◆ **Task details**
Among the records below, count the lines where "Some" occurs, and report that total alone.

◆ **Extracted data**
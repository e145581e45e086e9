// SPDX-License-Identifier: Apache-2.0 OR MIT
// Copyright (c) 2025-2026 naskel.com

//! User exceptions.
//!
//! Exceptions marshal like a single class instance without identity: one slice
//! per hierarchy level, most-derived first. When no factory knows any slice the
//! decoder returns [`DecodedException::Unknown`] instead of failing.

use std::fmt;

use crate::error::Result;
use crate::input::InputStream;
use crate::output::OutputStream;
use crate::value::AsAny;

/// A user-defined exception hierarchy member.
pub trait UserException: AsAny + fmt::Debug {
    /// Most-derived type id.
    fn ice_id(&self) -> &str;

    /// Marshal every slice, most-derived first.
    fn write_impl(&self, out: &mut OutputStream<'_>) -> Result<()>;

    /// Unmarshal every slice, most-derived first.
    fn read_impl(&mut self, input: &mut InputStream<'_>) -> Result<()>;

    /// Whether any member is a class instance (1.0 drains pending values after the slices).
    fn uses_classes(&self) -> bool {
        false
    }
}

impl dyn UserException {
    pub fn downcast_ref<T: UserException>(&self) -> Option<&T> {
        self.as_any().downcast_ref::<T>()
    }

    pub fn downcast_mut<T: UserException>(&mut self) -> Option<&mut T> {
        self.as_any_mut().downcast_mut::<T>()
    }
}

/// An exception whose type no factory could resolve.
#[derive(Debug, Clone, PartialEq, Eq)]
pub struct UnknownUserException {
    /// Most-derived type id without its leading `::`.
    pub unknown: String,
}

impl UnknownUserException {
    /// Build from a wire type id, stripping the leading scope qualifier.
    pub fn from_type_id(type_id: &str) -> Self {
        let unknown = match type_id.strip_prefix("::") {
            Some(rest) if !rest.is_empty() => rest,
            _ => type_id,
        };
        Self {
            unknown: unknown.to_string(),
        }
    }
}

impl fmt::Display for UnknownUserException {
    fn fmt(&self, f: &mut fmt::Formatter<'_>) -> fmt::Result {
        write!(f, "unknown user exception `{}`", self.unknown)
    }
}

impl std::error::Error for UnknownUserException {}

/// Result of decoding a user exception.
#[derive(Debug)]
pub enum DecodedException {
    /// A factory materialized the exception (possibly sliced to a base type).
    Known(Box<dyn UserException>),
    /// No slice of the exception had a factory.
    Unknown(UnknownUserException),
}

impl DecodedException {
    pub fn ice_id(&self) -> String {
        match self {
            DecodedException::Known(ex) => ex.ice_id().to_string(),
            DecodedException::Unknown(unknown) => format!("::{}", unknown.unknown),
        }
    }

    pub fn known(&self) -> Option<&dyn UserException> {
        match self {
            DecodedException::Known(ex) => Some(ex.as_ref()),
            DecodedException::Unknown(_) => None,
        }
    }

    /// Typed access to a known exception.
    pub fn downcast_ref<T: UserException>(&self) -> Option<&T> {
        self.known().and_then(|ex| ex.downcast_ref::<T>())
    }
}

◆ **Solved problem**
2